[[ Material for this exercise open ]]
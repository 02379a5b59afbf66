// SPDX-License-Identifier: BUSL-1.1
// Copyright (c) 2026 Alfred Jean LLC

use super::*;

#[test]
fn opens_fresh_database_on_disk() {
    let dir = tempfile::tempdir().unwrap();
    let path = dir.path().join("kernel.db");
    let store = StateStore::open(&path).unwrap();
    assert!(!store.persistence_disabled());
    assert!(path.exists());
}

#[test]
fn reopens_existing_database() {
    let dir = tempfile::tempdir().unwrap();
    let path = dir.path().join("kernel.db");
    {
        let store = StateStore::open(&path).unwrap();
        store
            .kv_set("marker", &serde_json::json!("here"), 1)
            .unwrap();
    }
    let store = StateStore::open(&path).unwrap();
    let entry = store.kv_get("marker").unwrap().unwrap();
    assert_eq!(entry.value, serde_json::json!("here"));
}

#[test]
fn corrupt_database_is_recreated() {
    let dir = tempfile::tempdir().unwrap();
    let path = dir.path().join("kernel.db");
    std::fs::write(&path, b"this is not a sqlite file, not even close").unwrap();

    let store = StateStore::open(&path).unwrap();
    assert!(!store.persistence_disabled());
    store
        .kv_set("after-recovery", &serde_json::json!(1), 1)
        .unwrap();
}

#[test]
fn kv_round_trip_and_delete() {
    let store = StateStore::open_in_memory().unwrap();
    store
        .kv_set("config", &serde_json::json!({"a": 1}), 100)
        .unwrap();
    store
        .kv_set("config", &serde_json::json!({"a": 2}), 200)
        .unwrap();

    let entry = store.kv_get("config").unwrap().unwrap();
    assert_eq!(entry.value, serde_json::json!({"a": 2}));
    assert_eq!(entry.updated_at_ms, 200);

    assert!(store.kv_delete("config").unwrap());
    assert!(store.kv_get("config").unwrap().is_none());
}
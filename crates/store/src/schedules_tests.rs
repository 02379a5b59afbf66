// SPDX-License-Identifier: BUSL-1.1
// Copyright (c) 2026 Alfred Jean LLC

use super::*;
use crate::StateStore;
use aether_core::test_support::agent_config;

fn sample_cron(id: &str, next_run_ms: u64) -> CronJob {
    CronJob {
        id: CronId::new(id),
        name: format!("job-{id}"),
        cron_expression: "* * * * *".to_string(),
        agent_config: agent_config("Researcher", "tick"),
        enabled: true,
        owner_uid: Uid::new("u-alice"),
        last_run_ms: None,
        next_run_ms,
        run_count: 0,
        created_at_ms: 1_000,
    }
}

fn sample_trigger(id: &str, cooldown_ms: u64) -> EventTrigger {
    EventTrigger {
        id: TriggerId::new(id),
        name: format!("trigger-{id}"),
        event_type: "agent.thought".to_string(),
        event_filter: None,
        agent_config: agent_config("Watcher", "react"),
        enabled: true,
        owner_uid: Uid::new("u-alice"),
        cooldown_ms,
        last_fired_ms: None,
        fire_count: 0,
        created_at_ms: 1_000,
    }
}

#[test]
fn cron_round_trips() {
    let store = StateStore::open_in_memory().unwrap();
    let job = sample_cron("c-1", 60_000);
    store.insert_cron_job(&job).unwrap();

    let loaded = store.get_cron_job(&CronId::new("c-1")).unwrap().unwrap();
    assert_eq!(loaded, job);
}

#[test]
fn due_jobs_are_sorted_and_filtered() {
    let store = StateStore::open_in_memory().unwrap();
    store.insert_cron_job(&sample_cron("late", 90_000)).unwrap();
    store.insert_cron_job(&sample_cron("early", 30_000)).unwrap();
    store
        .insert_cron_job(&sample_cron("future", 500_000))
        .unwrap();

    let mut disabled = sample_cron("disabled", 10_000);
    disabled.enabled = false;
    store.insert_cron_job(&disabled).unwrap();

    let due = store.due_cron_jobs(100_000).unwrap();
    let ids: Vec<&str> = due.iter().map(|j| j.id.as_str()).collect();
    assert_eq!(ids, vec!["early", "late"]);
}

#[test]
fn mark_cron_run_updates_bookkeeping() {
    let store = StateStore::open_in_memory().unwrap();
    store.insert_cron_job(&sample_cron("c-1", 60_000)).unwrap();

    store
        .mark_cron_run(&CronId::new("c-1"), 61_000, 120_000)
        .unwrap();

    let loaded = store.get_cron_job(&CronId::new("c-1")).unwrap().unwrap();
    assert_eq!(loaded.last_run_ms, Some(61_000));
    assert_eq!(loaded.next_run_ms, 120_000);
    assert_eq!(loaded.run_count, 1);
}

#[test]
fn toggle_and_delete_cron() {
    let store = StateStore::open_in_memory().unwrap();
    store.insert_cron_job(&sample_cron("c-1", 60_000)).unwrap();

    assert!(store.set_cron_enabled(&CronId::new("c-1"), false).unwrap());
    assert!(store.due_cron_jobs(100_000).unwrap().is_empty());

    assert!(store.delete_cron_job(&CronId::new("c-1")).unwrap());
    assert!(!store.delete_cron_job(&CronId::new("c-1")).unwrap());
}

#[test]
fn trigger_round_trips_with_filter() {
    let store = StateStore::open_in_memory().unwrap();
    let mut trigger = sample_trigger("t-1", 500);
    trigger.event_filter = Some(
        serde_json::from_str(r#"{"content":"deploy"}"#).unwrap(),
    );
    store.insert_trigger(&trigger).unwrap();

    let loaded = store.get_trigger(&TriggerId::new("t-1")).unwrap().unwrap();
    assert_eq!(loaded, trigger);
}

#[test]
fn triggers_lookup_by_topic() {
    let store = StateStore::open_in_memory().unwrap();
    store.insert_trigger(&sample_trigger("t-1", 0)).unwrap();
    let mut other = sample_trigger("t-2", 0);
    other.event_type = "process.exit".to_string();
    store.insert_trigger(&other).unwrap();

    let hits = store.triggers_for_event("agent.thought").unwrap();
    assert_eq!(hits.len(), 1);
    assert_eq!(hits[0].id.as_str(), "t-1");
}

#[test]
fn failed_spawn_still_advances_cooldown_window() {
    let store = StateStore::open_in_memory().unwrap();
    store.insert_trigger(&sample_trigger("t-1", 500)).unwrap();

    store
        .mark_trigger_fired(&TriggerId::new("t-1"), 10_000, false)
        .unwrap();

    let loaded = store.get_trigger(&TriggerId::new("t-1")).unwrap().unwrap();
    assert_eq!(loaded.last_fired_ms, Some(10_000));
    // The spawn failed, so the counter did not move.
    assert_eq!(loaded.fire_count, 0);
}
[[ Material for this exercise closed ]]
* _Problem statement_
Would it be possible to reproduce all the entries exactly as they appear above?

* _Final answer_
repository 02379a5b59afbf66
// SPDX-License-Identifier: BUSL-1.1
// Copyright (c) 2026 Alfred Jean LLC

use super::*;

#[test]
fn opens_fresh_database_on_disk() {
    let dir = tempfile::tempdir().unwrap();
    let path = dir.path().join("kernel.db");
    let store = StateStore::open(&path).unwrap();
    assert!(!store.persistence_disabled());
    assert!(path.exists());
}

#[test]
fn reopens_existing_database() {
    let dir = tempfile::tempdir().unwrap();
    let path = dir.path().join("kernel.db");
    {
        let store = StateStore::open(&path).unwrap();
        store
            .kv_set("marker", &serde_json::json!("here"), 1)
            .unwrap();
    }
    let store = StateStore::open(&path).unwrap();
    let entry = store.kv_get("marker").unwrap().unwrap();
    assert_eq!(entry.value, serde_json::json!("here"));
}

#[test]
fn corrupt_database_is_recreated() {
    let dir = tempfile::tempdir().unwrap();
    let path = dir.path().join("kernel.db");
    std::fs::write(&path, b"this is not a sqlite file, not even close").unwrap();

    let store = StateStore::open(&path).unwrap();
    assert!(!store.persistence_disabled());
    store
        .kv_set("after-recovery", &serde_json::json!(1), 1)
        .unwrap();
}

#[test]
fn kv_round_trip_and_delete() {
    let store = StateStore::open_in_memory().unwrap();
    store
        .kv_set("config", &serde_json::json!({"a": 1}), 100)
        .unwrap();
    store
        .kv_set("config", &serde_json::json!({"a": 2}), 200)
        .unwrap();

    let entry = store.kv_get("config").unwrap().unwrap();
    assert_eq!(entry.value, serde_json::json!({"a": 2}));
    assert_eq!(entry.updated_at_ms, 200);

    assert!(store.kv_delete("config").unwrap());
    assert!(store.kv_get("config").unwrap().is_none());
}
filename crates/store/src/schedules_tests.rs
repository 02379a5b59afbf66
// SPDX-License-Identifier: BUSL-1.1
// Copyright (c) 2026 Alfred Jean LLC

use super::*;
use crate::StateStore;
use aether_core::test_support::agent_config;

fn sample_cron(id: &str, next_run_ms: u64) -> CronJob {
    CronJob {
        id: CronId::new(id),
        name: format!("job-{id}"),
        cron_expression: "* * * * *".to_string(),
        agent_config: agent_config("Researcher", "tick"),
        enabled: true,
        owner_uid: Uid::new("u-alice"),
        last_run_ms: None,
        next_run_ms,
        run_count: 0,
        created_at_ms: 1_000,
    }
}

fn sample_trigger(id: &str, cooldown_ms: u64) -> EventTrigger {
    EventTrigger {
        id: TriggerId::new(id),
        name: format!("trigger-{id}"),
        event_type: "agent.thought".to_string(),
        event_filter: None,
        agent_config: agent_config("Watcher", "react"),
        enabled: true,
        owner_uid: Uid::new("u-alice"),
        cooldown_ms,
        last_fired_ms: None,
        fire_count: 0,
        created_at_ms: 1_000,
    }
}

#[test]
fn cron_round_trips() {
    let store = StateStore::open_in_memory().unwrap();
    let job = sample_cron("c-1", 60_000);
    store.insert_cron_job(&job).unwrap();

    let loaded = store.get_cron_job(&CronId::new("c-1")).unwrap().unwrap();
    assert_eq!(loaded, job);
}

#[test]
fn due_jobs_are_sorted_and_filtered() {
    let store = StateStore::open_in_memory().unwrap();
    store.insert_cron_job(&sample_cron("late", 90_000)).unwrap();
    store.insert_cron_job(&sample_cron("early", 30_000)).unwrap();
    store
        .insert_cron_job(&sample_cron("future", 500_000))
        .unwrap();

    let mut disabled = sample_cron("disabled", 10_000);
    disabled.enabled = false;
    store.insert_cron_job(&disabled).unwrap();

    let due = store.due_cron_jobs(100_000).unwrap();
    let ids: Vec<&str> = due.iter().map(|j| j.id.as_str()).collect();
    assert_eq!(ids, vec!["early", "late"]);
}

#[test]
fn mark_cron_run_updates_bookkeeping() {
    let store = StateStore::open_in_memory().unwrap();
    store.insert_cron_job(&sample_cron("c-1", 60_000)).unwrap();

    store
        .mark_cron_run(&CronId::new("c-1"), 61_000, 120_000)
        .unwrap();

    let loaded = store.get_cron_job(&CronId::new("c-1")).unwrap().unwrap();
    assert_eq!(loaded.last_run_ms, Some(61_000));
    assert_eq!(loaded.next_run_ms, 120_000);
    assert_eq!(loaded.run_count, 1);
}

#[test]
fn toggle_and_delete_cron() {
    let store = StateStore::open_in_memory().unwrap();
    store.insert_cron_job(&sample_cron("c-1", 60_000)).unwrap();

    assert!(store.set_cron_enabled(&CronId::new("c-1"), false).unwrap());
    assert!(store.due_cron_jobs(100_000).unwrap().is_empty());

    assert!(store.delete_cron_job(&CronId::new("c-1")).unwrap());
    assert!(!store.delete_cron_job(&CronId::new("c-1")).unwrap());
}

#[test]
fn trigger_round_trips_with_filter() {
    let store = StateStore::open_in_memory().unwrap();
    let mut trigger = sample_trigger("t-1", 500);
    trigger.event_filter = Some(
        serde_json::from_str(r#"{"content":"deploy"}"#).unwrap(),
    );
    store.insert_trigger(&trigger).unwrap();

    let loaded = store.get_trigger(&TriggerId::new("t-1")).unwrap().unwrap();
    assert_eq!(loaded, trigger);
}

#[test]
fn triggers_lookup_by_topic() {
    let store = StateStore::open_in_memory().unwrap();
    store.insert_trigger(&sample_trigger("t-1", 0)).unwrap();
    let mut other = sample_trigger("t-2", 0);
    other.event_type = "process.exit".to_string();
    store.insert_trigger(&other).unwrap();

    let hits = store.triggers_for_event("agent.thought").unwrap();
    assert_eq!(hits.len(), 1);
    assert_eq!(hits[0].id.as_str(), "t-1");
}

#[test]
fn failed_spawn_still_advances_cooldown_window() {
    let store = StateStore::open_in_memory().unwrap();
    store.insert_trigger(&sample_trigger("t-1", 500)).unwrap();

    store
        .mark_trigger_fired(&TriggerId::new("t-1"), 10_000, false)
        .unwrap();

    let loaded = store.get_trigger(&TriggerId::new("t-1")).unwrap().unwrap();
    assert_eq!(loaded.last_fired_ms, Some(10_000));
    // The spawn failed, so the counter did not move.
    assert_eq!(loaded.fire_count, 0);
}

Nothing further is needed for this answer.